Road or crossingOperatorCar charge (2026)
M6 Toll (full route)Midland Expressway Limited (private)£11.60
Dartford CrossingNational Highways (Dart Charge)£2.50
Mersey Gateway BridgeLiverpool City Region£2.00
Mersey Tunnels (Kingsway / Queensway)Liverpool City Region£2.20
Tyne TunnelTT2 Limited£2.10

The M6 Toll is the most expensive per-trip UK road by a wide margin. The difference is that it gives you 27 miles of motorway, not a tunnel or bridge.

When you pay vs when you are charged

Useful to know if you are about to use the road for the first time or wondering why a bank line item appeared days after travel.

Contactless at the barrier

Charge is taken immediately when the barrier reads your card. Appears on your bank statement that day or the next.

Lite account (ANPR, post-pay)

Charge is debited from your linked payment card 1 to 5 days after travel. Appears with reference "M6 TOLL LITE" on the statement.

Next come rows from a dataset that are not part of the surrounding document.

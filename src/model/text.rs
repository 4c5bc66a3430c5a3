use serde::{Deserialize, Serialize};

#[derive(Clone, Debug, PartialEq, Eq, PartialOrd, Ord, Hash, Serialize, Deserialize)]
pub struct FontName {
    pub family: String,
    pub style: String,
}

impl FontName {
    pub fn new(family: impl Into<String>, style: impl Into<String>) -> Self {
        Self {
            family: family.into(),
            style: style.into(),
        }
    }
}

impl Default for FontName {
    fn default() -> Self {
        Self::new(DEFAULT_FONT_FAMILY, "Regular")
    }
}

pub const DEFAULT_FONT_FAMILY: &str = "Inter";

#[derive(Clone, Copy, Debug, Default, PartialEq, Eq, Serialize, Deserialize)]
#[serde(rename_all = "SCREAMING_SNAKE_CASE")]
pub enum LengthUnit {
    #[default]
    Pixels,
    Percent,
}

#[derive(Clone, Copy, Debug, Default, PartialEq, Serialize, Deserialize)]
pub struct LetterSpacing {
    pub value: f64,
    pub unit: LengthUnit,
}

#[derive(Clone, Copy, Debug, PartialEq, Serialize, Deserialize)]
#[serde(tag = "unit", rename_all = "SCREAMING_SNAKE_CASE")]
pub enum LineHeight {
    Pixels { value: f64 },
    Percent { value: f64 },
    Auto,
}

impl Default for LineHeight {
    fn default() -> Self {
        Self::Pixels { value: 0.0 }
    }
}

#[derive(Clone, Copy, Debug, Default, PartialEq, Eq, Serialize, Deserialize)]
#[serde(rename_all = "SCREAMING_SNAKE_CASE")]
pub enum TextAlignHorizontal {
    #[default]
    Left,
    Center,
    Right,
    Justified,
}

#[derive(Clone, Copy, Debug, Default, PartialEq, Eq, Serialize, Deserialize)]
#[serde(rename_all = "SCREAMING_SNAKE_CASE")]
pub enum TextAlignVertical {
    #[default]
    Top,
    Center,
    Bottom,
}

#[derive(Clone, Copy, Debug, Default, PartialEq, Eq, Serialize, Deserialize)]
#[serde(rename_all = "SCREAMING_SNAKE_CASE")]
pub enum TextCase {
    #[default]
    Original,
    Upper,
    Lower,
}

#[derive(Clone, Copy, Debug, Default, PartialEq, Eq, Serialize, Deserialize)]
#[serde(rename_all = "SCREAMING_SNAKE_CASE")]
pub enum Truncation {
    #[default]
    Disabled,
    Ending,
}

/// Style name of the fallback face for a numeric weight.
pub fn style_for_weight(weight: u32) -> &'static str {
    match weight {
        100 => "Thin",
        200 => "Extra Light",
        300 => "Light",
        500 => "Medium",
        600 => "Semi Bold",
        700 => "Bold",
        800 => "Extra Bold",
        900 => "Black",
        _ => "Regular",
    }
}

#[cfg(test)]
#[path = "../../tests/unit/model/text.rs"]
mod tests;
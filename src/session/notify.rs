/// How long an info notification stays up by default.
pub const INFO_TIMEOUT_MS: u64 = 5_000;
/// How long an error notification stays up by default.
pub const ERROR_TIMEOUT_MS: u64 = 10_000;

#[derive(Clone, Copy, Debug, PartialEq, Eq)]
pub enum NotificationLevel {
    Info,
    Error,
}

#[derive(Clone, Debug, PartialEq, Eq)]
pub struct Notification {
    pub message: String,
    pub level: NotificationLevel,
    /// `None` keeps the notification up until it is replaced or cleared.
    pub timeout_ms: Option<u64>,
}

/// Single notification slot. Showing a notification cancels the one before it.
#[derive(Clone, Debug, Default)]
pub struct Notifier {
    current: Option<Notification>,
    shown: Vec<Notification>,
}

impl Notifier {
    pub fn new() -> Self {
        Self::default()
    }

    pub fn notify(&mut self, message: impl Into<String>) -> &Notification {
        self.notify_for(message, Some(INFO_TIMEOUT_MS))
    }

    pub fn notify_for(
        &mut self,
        message: impl Into<String>,
        timeout_ms: Option<u64>,
    ) -> &Notification {
        let message = message.into();
        tracing::info!(timeout_ms, "[notify] {message:?}");
        self.show(Notification {
            message,
            level: NotificationLevel::Info,
            timeout_ms,
        })
    }

    pub fn notify_error(&mut self, message: impl Into<String>) -> &Notification {
        self.notify_error_for(message, Some(ERROR_TIMEOUT_MS))
    }

    pub fn notify_error_for(
        &mut self,
        message: impl Into<String>,
        timeout_ms: Option<u64>,
    ) -> &Notification {
        let message = message.into();
        tracing::warn!(timeout_ms, "[notifyError] {message:?}");
        self.show(Notification {
            message,
            level: NotificationLevel::Error,
            timeout_ms,
        })
    }

    pub fn clear(&mut self) {
        self.current = None;
    }

    pub fn current(&self) -> Option<&Notification> {
        self.current.as_ref()
    }

    /// Every notification shown so far, oldest first.
    pub fn history(&self) -> &[Notification] {
        &self.shown
    }

    fn show(&mut self, notification: Notification) -> &Notification {
        self.shown.push(notification.clone());
        self.current.insert(notification)
    }
}

#[cfg(test)]
#[path = "../../tests/unit/session/notify.rs"]
mod tests;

Breeze account (ANPR, pre-pay)

Charge is taken from your pre-paid Breeze balance the moment ANPR confirms travel. Auto-top-up rules kick in when the balance falls below the threshold you set.

PCN (unpaid travel)

Letter typically arrives 7 to 21 days after the offending journey, demanding £70 (reduced to £35 if paid within 14 days). See the penalties page for full details.

Charges FAQ

How much will I be charged on the M6 Toll in 2026?
A standard car going the full 27-mile route is charged £11.60 contactless at the barrier, or £9.80 with a Breeze account billed via ANPR. Shorter, partial journeys are charged less, with a one-zone car trip charged £6.70 (or £4.00 on Breeze).
Is the M6 Toll a flat charge or a per-zone charge?
Per zone since May 2024. The route is split into three zones. The barrier system (or ANPR if you have an account) charges you only for the zones you actually drove in. Before May 2024 every trip was charged the same headline rate regardless of distance.
Are there any extra M6 Toll charges I should know about?
Three to flag. First, a missed-payment charge: if ANPR detects you used the road without paying or settling within the operator's grace window, a £70 penalty charge notice is issued by post. Second, abnormal-load surcharges: Class 5 (six axles or more) is charged £20.20 full route, and bespoke special-category loads are charged separately on application. Third, fuel-card surcharges from your fuel-card provider may apply on top of the toll itself, depending on the card.
Are M6 Toll charges different for business accounts?
Business Breeze accounts are charged the same per-trip rate as personal Breeze accounts, with the same percentage discounts. The benefit for business is consolidated monthly billing and per-vehicle VAT receipts in the portal. Fleet operators get a small additional discount on volumes above a threshold, set on application.
Why are charges higher in 2026 than 2025?
Midland Expressway Limited reviewed the tariff in January 2026 (raising the car rate from £9.20 to £11.40) and again in April 2026 (raising it to £11.60). The operator is contractually permitted to adjust prices over the life of its concession, which runs to 2054. Increases are typically driven by inflation, debt-service costs and traffic-volume targets.